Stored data
▬▬▬▬▬▬▬▬▬▬
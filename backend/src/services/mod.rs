//! Service layer: pure transformations from parsed tables to views.
//!
//! Nothing here touches the network or the filesystem. The store calls these
//! once per refresh and the view controller calls the chart builders per
//! submission.

pub mod aggregation;
pub mod charts;
pub mod dashboard;
pub mod lookups;
pub mod metrics;
pub mod reshape;
pub mod tables;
▬▬▬▬▬▬▬▬▬▬
WORK INSTRUCTIONS:
Once you have read the records above, write them out again exactly.

ANSWER AREA:
filename backend/src/services/mod.rs
//! Service layer: pure transformations from parsed tables to views.
//!
//! Nothing here touches the network or the filesystem. The store calls these
//! once per refresh and the view controller calls the chart builders per
//! submission.

pub mod aggregation;
pub mod charts;
pub mod dashboard;
pub mod lookups;
pub mod metrics;
pub mod reshape;
pub mod tables;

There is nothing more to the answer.